Introduction: Zippable Klein Bottle
Klein bottles are a realy interesting piece of geometry in topology. There are so many cool and interesting variations of Klein bottles that people have turned into crafts such as scarves, glass ware, and puzzles. This Klein bottle is based off of an idea from woollythoughts.com to make a zippable Klein bottle. I thought this was such a cool idea that I decided to make my own version and share it here on instructables.
Step 1: Gathering the Materials
There aren't a lot of materials for this project, all of which are easy to find at any craft store.
For this project you're going to need:
- 1 30in zipper
- Sewing pins
- Needle and thread (or sewing machine if you prefer)
- Pen (for marking the fabric)
- 2 different colored sheets of fabric (approximately 30x30in of fabric per color)

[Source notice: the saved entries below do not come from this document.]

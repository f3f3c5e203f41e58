//! Cache key system.
//!
//! A `CacheKey` is the sole identity of a cache entry. It is built from an
//! optional namespace, the endpoint name and the call arguments. Arguments are
//! reduced to a canonical JSON string, so two calls with structurally equal
//! arguments always resolve to the same key.

use std::fmt;

use serde::Serialize;

use crate::error::StoreError;

/// A cache key scoped to one endpoint.
///
/// # Design
///
/// The private inner struct ensures that a `CacheKey` can ONLY be constructed
/// through [`CacheKey::new`] (or [`CacheKey::unit`]), which always canonicalizes
/// the arguments. Two keys are equal exactly when namespace, endpoint and
/// canonical arguments are equal.
///
/// # Canonical Form
///
/// Arguments are converted to a `serde_json::Value` first and then rendered.
/// serde_json's default object map is ordered by key, so the field order of
/// a struct or the iteration order of a `HashMap` never leaks into the key.
#[derive(Debug, Clone, PartialEq, Eq, Hash, PartialOrd, Ord)]
pub struct CacheKey {
    /// Private inner data - cannot be constructed externally
    inner: KeyInner,
}

#[derive(Debug, Clone, PartialEq, Eq, Hash, PartialOrd, Ord)]
struct KeyInner {
    namespace: Option<String>,
    endpoint: String,
    args: String,
}

impl CacheKey {
    /// Create a key for `endpoint` called with `args`.
    pub fn new<A>(namespace: Option<&str>, endpoint: &str, args: &A) -> Result<Self, StoreError>
    where
        A: Serialize + ?Sized,
    {
        let args = canonical_args(args).map_err(|e| StoreError::Serialization {
            key: endpoint.to_string(),
            reason: e.to_string(),
        })?;

        Ok(Self {
            inner: KeyInner {
                namespace: namespace.map(str::to_string),
                endpoint: endpoint.to_string(),
                args,
            },
        })
    }

    /// Create the argument-less key of an endpoint.
    ///
    /// Mutations keep their most recent state under this key.
    pub fn unit(namespace: Option<&str>, endpoint: &str) -> Self {
        Self {
            inner: KeyInner {
                namespace: namespace.map(str::to_string),
                endpoint: endpoint.to_string(),
                args: "null".to_string(),
            },
        }
    }

    /// Namespace this key belongs to, if any.
    pub fn namespace(&self) -> Option<&str> {
        self.inner.namespace.as_deref()
    }

    /// Endpoint name this key belongs to.
    pub fn endpoint(&self) -> &str {
        &self.inner.endpoint
    }

    /// Canonical JSON form of the call arguments.
    pub fn args(&self) -> &str {
        &self.inner.args
    }

    /// Check if this key was built for the given endpoint.
    pub fn belongs_to(&self, namespace: Option<&str>, endpoint: &str) -> bool {
        self.inner.namespace.as_deref() == namespace && self.inner.endpoint == endpoint
    }
}

impl fmt::Display for CacheKey {
    fn fmt(&self, f: &mut fmt::Formatter<'_>) -> fmt::Result {
        if let Some(namespace) = &self.inner.namespace {
            write!(f, "{}/", namespace)?;
        }
        write!(f, "{}({})", self.inner.endpoint, self.inner.args)
    }
}

fn canonical_args<A: Serialize + ?Sized>(args: &A) -> serde_json::Result<String> {
    let value = serde_json::to_value(args)?;
    serde_json::to_string(&value)
}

(I used two old jean legs of different colors)
- A printout of the Mobius pattern
*Special note: Make sure that the zipper can be unzipped all the way down into two halves (I used a sports zipper which seemed to work just fine)
Step 2: Cutting Out the Pieces
To start, lay the pattern over fabric (a) and mark the outline of the pattern 4 times on the fabric. Don't mind the shaded edges, they are the parts that you fold over to get a nice hem line. Cut out all 4 pieces. Do the same to fabric (b) so that you have a total of 8 cutouts of the pattern, 4 of each color.

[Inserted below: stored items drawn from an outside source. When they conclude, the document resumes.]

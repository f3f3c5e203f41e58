//! Binding scope shared by every endpoint of one facade.

use courier_core::{CacheKey, CourierConfig, StaleTime, StoreError};
use courier_store::CacheStore;
use serde::de::DeserializeOwned;
use serde::Serialize;
use serde_json::Value;

/// Store handle plus the settings endpoints inherit when they are bound.
///
/// The facade builds one scope from its [`CourierConfig`]; endpoints can also
/// be bound to a scope directly when no facade is needed.
#[derive(Debug, Clone)]
pub struct Scope {
    store: CacheStore,
    namespace: Option<String>,
    default_stale_time: StaleTime,
    auto_fetch_on_subscribe: bool,
}

impl Scope {
    pub fn new(store: CacheStore, config: &CourierConfig) -> Self {
        Self {
            store,
            namespace: config.namespace.clone(),
            default_stale_time: config.default_stale_time,
            auto_fetch_on_subscribe: config.auto_fetch_on_subscribe,
        }
    }

    /// Scope over a fresh store with default configuration.
    pub fn standalone() -> Self {
        Self::new(CacheStore::new(), &CourierConfig::default())
    }

    pub fn store(&self) -> &CacheStore {
        &self.store
    }

    pub fn namespace(&self) -> Option<&str> {
        self.namespace.as_deref()
    }

    pub fn default_stale_time(&self) -> StaleTime {
        self.default_stale_time
    }

    pub fn auto_fetch_on_subscribe(&self) -> bool {
        self.auto_fetch_on_subscribe
    }

    /// Build the cache key for one call of `endpoint`.
    pub fn key<A: Serialize + ?Sized>(&self, endpoint: &str, args: &A) -> Result<CacheKey, StoreError> {
        CacheKey::new(self.namespace(), endpoint, args)
    }
}

pub(crate) fn encode<T: Serialize + ?Sized>(key: &CacheKey, value: &T) -> Result<Value, StoreError> {
    serde_json::to_value(value).map_err(|e| StoreError::Serialization {
        key: key.to_string(),
        reason: e.to_string(),
    })
}

pub(crate) fn decode<T: DeserializeOwned>(key: &CacheKey, value: Value) -> Result<T, StoreError> {
    serde_json::from_value(value).map_err(|e| StoreError::Deserialization {
        key: key.to_string(),
        reason: e.to_string(),
    })
}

Step 3: Shaping the Zipper Into Mobious Bands
This part can be a little tricky, but I will explain it as best as I can. Unzip the zipper all the way so that you get the two halves of the zipper. These will make up the two Mobius bands. Hold the zipper so that it creates a loop. Twist one of the sides to create a Mobius band. Now holding the beginning, we have to slide the zipper along the edge until it reaches 3in from where you began. Pin it all the way around so that there is plastic on either side of the Mobius strip. Do the same to the second half of the zipper. They should be equally sized.

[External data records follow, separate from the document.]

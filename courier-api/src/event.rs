//! Push events with latest-value replay.
//!
//! An external source receives an [`Emitter`] once, when the endpoint is
//! bound, and pushes payloads through it whenever it likes. Only the latest
//! payload per key is kept: there is no queue and no history.

use std::fmt;
use std::marker::PhantomData;
use std::sync::Arc;

use courier_core::{CourierResult, Timestamp};
use courier_store::{EntrySnapshot, Subscription};
use serde::Serialize;
use tracing::{debug, warn};

use crate::scope::{decode, encode, Scope};
use crate::{Args, Data};

/// External producer of event payloads.
///
/// Any `Fn(Emitter<K, P>)` closure is a source.
pub trait EventSource<K, P>: Send + Sync {
    /// Called once when the endpoint is bound.
    fn register(&self, emitter: Emitter<K, P>);
}

impl<K, P, F> EventSource<K, P> for F
where
    F: Fn(Emitter<K, P>) + Send + Sync,
{
    fn register(&self, emitter: Emitter<K, P>) {
        (self)(emitter)
    }
}

/// Handle an event source uses to push payloads.
///
/// After the store is closed every emit is a no-op.
pub struct Emitter<K, P> {
    scope: Scope,
    endpoint: Arc<str>,
    _marker: PhantomData<fn(&K, &P)>,
}

impl<K, P> Clone for Emitter<K, P> {
    fn clone(&self) -> Self {
        Self {
            scope: self.scope.clone(),
            endpoint: Arc::clone(&self.endpoint),
            _marker: PhantomData,
        }
    }
}

impl<K, P> fmt::Debug for Emitter<K, P> {
    fn fmt(&self, f: &mut fmt::Formatter<'_>) -> fmt::Result {
        f.debug_struct("Emitter")
            .field("endpoint", &self.endpoint)
            .finish()
    }
}

impl<K: Serialize, P: Serialize> Emitter<K, P> {
    pub fn endpoint(&self) -> &str {
        &self.endpoint
    }

    /// Store `payload` as the latest value for `key_args` and notify its
    /// subscribers.
    ///
    /// Returns `Ok(false)` if the store is closed.
    pub fn emit(&self, key_args: &K, payload: &P) -> CourierResult<bool> {
        let key = self.scope.key(&self.endpoint, key_args)?;
        let value = encode(&key, payload)?;
        let stored = self.scope.store().set(key.clone(), value);
        if stored {
            debug!(endpoint = %self.endpoint, key = %key, "Event emitted");
        }
        Ok(stored)
    }
}

/// Latest payload for one key.
#[derive(Debug, Clone, PartialEq)]
pub struct EventRead<P> {
    pub payload: Option<P>,
    /// Something was emitted since the key was last reset, even if the
    /// payload itself is empty or falsy.
    pub has_emitted: bool,
    pub emitted_at: Option<Timestamp>,
}

impl<P> Default for EventRead<P> {
    fn default() -> Self {
        Self {
            payload: None,
            has_emitted: false,
            emitted_at: None,
        }
    }
}

/// Declaration of an event endpoint, not yet bound to a store.
pub struct EventDef<K, P> {
    name: String,
    source: Option<Arc<dyn EventSource<K, P>>>,
}

impl<K: Args, P: Data> EventDef<K, P> {
    pub fn new<S>(name: impl Into<String>, source: S) -> Self
    where
        S: EventSource<K, P> + 'static,
    {
        Self {
            name: name.into(),
            source: Some(Arc::new(source)),
        }
    }

    /// Event fed only through [`EventEndpoint::emitter`].
    pub fn manual(name: impl Into<String>) -> Self {
        Self {
            name: name.into(),
            source: None,
        }
    }

    pub fn name(&self) -> &str {
        &self.name
    }

    /// Bind the declaration and hand the source its emitter.
    pub fn bind(self, scope: &Scope) -> EventEndpoint<K, P> {
        let endpoint = EventEndpoint {
            inner: Arc::new(EventInner {
                name: Arc::from(self.name.as_str()),
                scope: scope.clone(),
            }),
            _marker: PhantomData,
        };
        if let Some(source) = self.source {
            debug!(endpoint = %endpoint.inner.name, "Registering event source");
            source.register(endpoint.emitter());
        }
        endpoint
    }
}

struct EventInner {
    name: Arc<str>,
    scope: Scope,
}

/// An event endpoint bound to a store.
pub struct EventEndpoint<K, P> {
    inner: Arc<EventInner>,
    _marker: PhantomData<fn(&K, &P)>,
}

impl<K, P> Clone for EventEndpoint<K, P> {
    fn clone(&self) -> Self {
        Self {
            inner: Arc::clone(&self.inner),
            _marker: PhantomData,
        }
    }
}

impl<K, P> fmt::Debug for EventEndpoint<K, P> {
    fn fmt(&self, f: &mut fmt::Formatter<'_>) -> fmt::Result {
        f.debug_struct("EventEndpoint")
            .field("name", &self.inner.name)
            .finish()
    }
}

impl<K: Args, P: Data> EventEndpoint<K, P> {
    pub fn name(&self) -> &str {
        &self.inner.name
    }

    pub fn emitter(&self) -> Emitter<K, P> {
        Emitter {
            scope: self.inner.scope.clone(),
            endpoint: Arc::clone(&self.inner.name),
            _marker: PhantomData,
        }
    }

    /// Shorthand for `self.emitter().emit(..)`.
    pub fn emit(&self, key_args: &K, payload: &P) -> CourierResult<bool> {
        self.emitter().emit(key_args, payload)
    }

    /// Call `handler` with every payload emitted for `key_args`.
    ///
    /// If a payload was already emitted, the handler receives it right away.
    /// Each handler has its own subscription.
    pub fn subscribe<F>(&self, key_args: &K, handler: F) -> CourierResult<Subscription>
    where
        F: Fn(&P) + Send + Sync + 'static,
    {
        let key = self.inner.scope.key(&self.inner.name, key_args)?;
        let endpoint = Arc::clone(&self.inner.name);
        Ok(self
            .inner
            .scope
            .store()
            .subscribe(key, move |snapshot: &EntrySnapshot| {
                let Some(value) = snapshot.value.clone() else {
                    return;
                };
                match decode::<P>(&snapshot.key, value) {
                    Ok(payload) => handler(&payload),
                    Err(err) => {
                        warn!(endpoint = %endpoint, key = %snapshot.key, error = %err, "Dropping undecodable event payload");
                    }
                }
            }))
    }

    /// Like [`EventEndpoint::subscribe`], but also reports resets.
    pub fn subscribe_reads<F>(&self, key_args: &K, callback: F) -> CourierResult<Subscription>
    where
        F: Fn(&EventRead<P>) + Send + Sync + 'static,
    {
        let key = self.inner.scope.key(&self.inner.name, key_args)?;
        let endpoint = Arc::clone(&self.inner.name);
        Ok(self
            .inner
            .scope
            .store()
            .subscribe(key, move |snapshot: &EntrySnapshot| {
                match read_from(snapshot) {
                    Ok(read) => callback(&read),
                    Err(err) => {
                        warn!(endpoint = %endpoint, key = %snapshot.key, error = %err, "Dropping undecodable event payload");
                    }
                }
            }))
    }

    /// Latest payload for `key_args`, without waiting.
    pub fn current(&self, key_args: &K) -> CourierResult<EventRead<P>> {
        let key = self.inner.scope.key(&self.inner.name, key_args)?;
        match self.inner.scope.store().entry(&key) {
            Some(snapshot) => Ok(read_from(&snapshot)?),
            None => Ok(EventRead::default()),
        }
    }

    /// Forget the latest payload so "not yet emitted" is observable again.
    pub fn reset(&self, key_args: &K) -> CourierResult<bool> {
        let key = self.inner.scope.key(&self.inner.name, key_args)?;
        Ok(self.inner.scope.store().reset(&key))
    }
}

fn read_from<P: Data>(snapshot: &EntrySnapshot) -> Result<EventRead<P>, courier_core::StoreError> {
    let payload = match snapshot.value.clone() {
        Some(value) => Some(decode::<P>(&snapshot.key, value)?),
        None => None,
    };
    Ok(EventRead {
        has_emitted: payload.is_some(),
        payload,
        emitted_at: snapshot.updated_at,
    })
}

Step 4: Sewing the Fabric Together
Take two pieces of fabric (a) and sew the two long parts of them together. Do the same to the other two pieces of fabric (a). You should then have two diamond-shaped pieces of fabric (a). These two will go together face to face to create all the sides of the Mobius band. Do the same to fabric (b) to get a total of 4 diamonds 2 of each color.
Then sew the two small ends of the fabric together of the same color so that you get two pieces that look like the diagram.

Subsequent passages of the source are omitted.